Exercise aim
Search the data for "PermitConfig". Each line containing it is to be copied.

———

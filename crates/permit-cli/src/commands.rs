// Copyright (c) 2025 Geoffrey Huntley <ghuntley@ghuntley.com>. All rights reserved.
// SPDX-License-Identifier: Proprietary

use std::path::Path;
use std::process::ExitCode;

use anyhow::{bail, Context as _, Result};
use permit_audit::{AuditOperation, AuditQuery};
use permit_backup::{sqlite_path, RestoreTarget};
use permit_config::{require_secret_env, PermitConfig};
use permit_lookup::{Caller, LookupError};
use permit_store::Record;

use crate::context::AppContext;
use crate::Command;

pub const PASSPHRASE_ENV: &str = "PERMIT_BACKUP_PASSPHRASE";

pub async fn run(command: Command, config: PermitConfig) -> Result<ExitCode> {
	// Restore must not generate keys or touch the live database first.
	if let Command::Restore { input, overwrite } = command {
		return restore(&input, overwrite, &config);
	}

	let ctx = AppContext::open(config).await?;
	match command {
		Command::Init => {
			let report = ctx.store.verify_all_integrity().await?;
			println!("keys:        {}", ctx.config.paths.keys_dir.display());
			println!("fingerprint: {}", ctx.keys.fingerprint()?);
			println!("database:    {}", ctx.config.database.url);
			println!("records:     {}", report.total);
			Ok(ExitCode::SUCCESS)
		}
		Command::Verify => {
			let report = ctx.store.verify_all_integrity().await?;
			println!(
				"{} records, {} verified, {} failed",
				report.total,
				report.verified,
				report.failed_count()
			);
			for id in &report.failed {
				println!("INTEGRITY FAILED: {id}");
			}
			Ok(if report.is_clean() {
				ExitCode::SUCCESS
			} else {
				ExitCode::FAILURE
			})
		}
		Command::Show { protocol_id } => {
			let record = ctx.store.get(&protocol_id).await?;
			print_record(&record)?;
			Ok(if record.is_verified() {
				ExitCode::SUCCESS
			} else {
				ExitCode::FAILURE
			})
		}
		Command::Search { text } => {
			let hits = ctx.store.search(&text).await?;
			for record in &hits {
				print_record(record)?;
			}
			eprintln!("{} match(es)", hits.len());
			Ok(ExitCode::SUCCESS)
		}
		Command::Audit {
			operation,
			text,
			protocol_id,
			limit,
		} => {
			let operation = operation
				.map(|op| op.parse::<AuditOperation>())
				.transpose()
				.map_err(anyhow::Error::msg)?;
			let entries = ctx
				.store
				.audit()
				.query(&AuditQuery {
					operation,
					text,
					protocol_id,
					limit,
				})
				.await?;
			for entry in &entries {
				println!("{}", serde_json::to_string(entry)?);
			}
			Ok(ExitCode::SUCCESS)
		}
		Command::Lookup {
			caller,
			label,
			plate,
		} => {
			let mut caller = Caller::new(caller);
			if let Some(label) = label {
				caller = caller.with_label(label);
			}
			match ctx.lookup_service().check_plate(&caller, &plate).await {
				Ok(status) => {
					println!("{}", serde_json::to_string(&status)?);
					Ok(ExitCode::SUCCESS)
				}
				Err(e @ LookupError::Integrity { .. }) => {
					eprintln!("WARNING: {e}");
					Ok(ExitCode::FAILURE)
				}
				Err(e) => Err(e.into()),
			}
		}
		Command::Attest { protocol_id } => {
			let attestation = ctx.store.attest(&protocol_id).await?;
			println!("protocol_id: {}", attestation.protocol_id);
			println!("canonical:   {}", attestation.canonical.escape_default());
			println!("signature:   {}", attestation.signature);
			println!("fingerprint: {}", ctx.keys.fingerprint()?);
			print!("{}", ctx.store.public_key_pem()?);
			Ok(ExitCode::SUCCESS)
		}
		Command::Backup { out } => {
			let passphrase = require_secret_env(PASSPHRASE_ENV)?;
			let summary = permit_backup::create_backup(
				&ctx.pool,
				&ctx.config.paths.keys_dir,
				&out,
				&passphrase,
			)
			.await?;
			println!(
				"backup written to {} ({} byte database, keys {})",
				summary.path.display(),
				summary.database_bytes,
				summary.key_fingerprint
			);
			Ok(ExitCode::SUCCESS)
		}
		Command::Restore { .. } | Command::Version => bail!("unreachable command dispatch"),
	}
}

fn restore(input: &Path, overwrite: bool, config: &PermitConfig) -> Result<ExitCode> {
	let passphrase = require_secret_env(PASSPHRASE_ENV)?;
	let database_path = sqlite_path(&config.database.url).with_context(|| {
		format!(
			"database url {} does not name a file to restore into",
			config.database.url
		)
	})?;
	let summary = permit_backup::restore_backup(
		input,
		&passphrase,
		&RestoreTarget {
			database_path,
			keys_dir: config.paths.keys_dir.clone(),
			overwrite,
		},
	)?;
	println!(
		"restored backup from {} into {} (keys {})",
		summary.created_at.to_rfc3339(),
		summary.database_path.display(),
		summary.key_fingerprint
	);
	println!("run `permit verify` to check record integrity");
	Ok(ExitCode::SUCCESS)
}

fn print_record(record: &Record) -> Result<()> {
	println!("{}", serde_json::to_string_pretty(record)?);
	if !record.is_verified() {
		eprintln!(
			"WARNING: record {} failed integrity verification",
			record.protocol_id
		);
	}
	let unreadable = record.unreadable_fields();
	if !unreadable.is_empty() {
		eprintln!("WARNING: unreadable fields: {}", unreadable.join(", "));
	}
	let malformed = record.malformed_fields();
	if !malformed.is_empty() {
		eprintln!("WARNING: malformed fields: {}", malformed.join(", "));
	}
	Ok(())
}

———

Answer for this exercise
use permit_config::{require_secret_env, PermitConfig};
pub async fn run(command: Command, config: PermitConfig) -> Result<ExitCode> {
fn restore(input: &Path, overwrite: bool, config: &PermitConfig) -> Result<ExitCode> {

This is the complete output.